Exercise instructions: Write the data out again, word for word.

(Collected data)
= Beginning of Section =

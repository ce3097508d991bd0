pub mod dispatcher;
pub mod runner;
pub mod sorter;

pub use crate::domain::model::{NumberList, OperationKind, OutputFormat, Report, SortOrder};
pub use crate::domain::ports::{BinaryIntOperation, ConfigProvider, Exercise};
pub use crate::utils::error::Result;
use crate::utils::error::{LambdaError, Result};

pub trait Validate {
    fn validate(&self) -> Result<()>;
}

pub fn validate_non_empty_string(field_name: &str, value: &str) -> Result<()> {
    if value.trim().is_empty() {
        return Err(LambdaError::InvalidConfigValueError {
            field: field_name.to_string(),
            value: value.to_string(),
            reason: "Value cannot be empty or whitespace-only".to_string(),
        });
    }
    Ok(())
}

/// Case-insensitive membership check against a fixed list of names.
pub fn validate_one_of(field_name: &str, value: &str, allowed: &[&str]) -> Result<()> {
    validate_non_empty_string(field_name, value)?;

    if !allowed.iter().any(|name| name.eq_ignore_ascii_case(value.trim())) {
        return Err(LambdaError::InvalidConfigValueError {
            field: field_name.to_string(),
            value: value.to_string(),
            reason: format!("Expected one of: {}", allowed.join(", ")),
        });
    }
    Ok(())
}

pub fn validate_required_field<'a, T>(field_name: &str, value: &'a Option<T>) -> Result<&'a T> {
    value.as_ref().ok_or_else(|| LambdaError::MissingConfigError {
        field: field_name.to_string(),
    })
}
use small_lambdas::utils::logger;
use small_lambdas::{AdditionExercise, ExerciseRunner};

fn main() -> anyhow::Result<()> {
    logger::init_cli_logger(false);

    ExerciseRunner::new()
        .with_exercise(AdditionExercise::default())
        .run()?;

    Ok(())
}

= End of Section =

Exercise solution:
repository ce3097508d991bd0
pub mod dispatcher;
pub mod runner;
pub mod sorter;

pub use crate::domain::model::{NumberList, OperationKind, OutputFormat, Report, SortOrder};
pub use crate::domain::ports::{BinaryIntOperation, ConfigProvider, Exercise};
pub use crate::utils::error::Result;
use crate::utils::error::{LambdaError, Result};

pub trait Validate {
    fn validate(&self) -> Result<()>;
}

pub fn validate_non_empty_string(field_name: &str, value: &str) -> Result<()> {
    if value.trim().is_empty() {
        return Err(LambdaError::InvalidConfigValueError {
            field: field_name.to_string(),
            value: value.to_string(),
            reason: "Value cannot be empty or whitespace-only".to_string(),
        });
    }
    Ok(())
}

/// Case-insensitive membership check against a fixed list of names.
pub fn validate_one_of(field_name: &str, value: &str, allowed: &[&str]) -> Result<()> {
    validate_non_empty_string(field_name, value)?;

    if !allowed.iter().any(|name| name.eq_ignore_ascii_case(value.trim())) {
        return Err(LambdaError::InvalidConfigValueError {
            field: field_name.to_string(),
            value: value.to_string(),
            reason: format!("Expected one of: {}", allowed.join(", ")),
        });
    }
    Ok(())
}

pub fn validate_required_field<'a, T>(field_name: &str, value: &'a Option<T>) -> Result<&'a T> {
    value.as_ref().ok_or_else(|| LambdaError::MissingConfigError {
        field: field_name.to_string(),
    })
}
use small_lambdas::utils::logger;
use small_lambdas::{AdditionExercise, ExerciseRunner};

fn main() -> anyhow::Result<()> {
    logger::init_cli_logger(false);

    ExerciseRunner::new()
        .with_exercise(AdditionExercise::default())
        .run()?;

    Ok(())
}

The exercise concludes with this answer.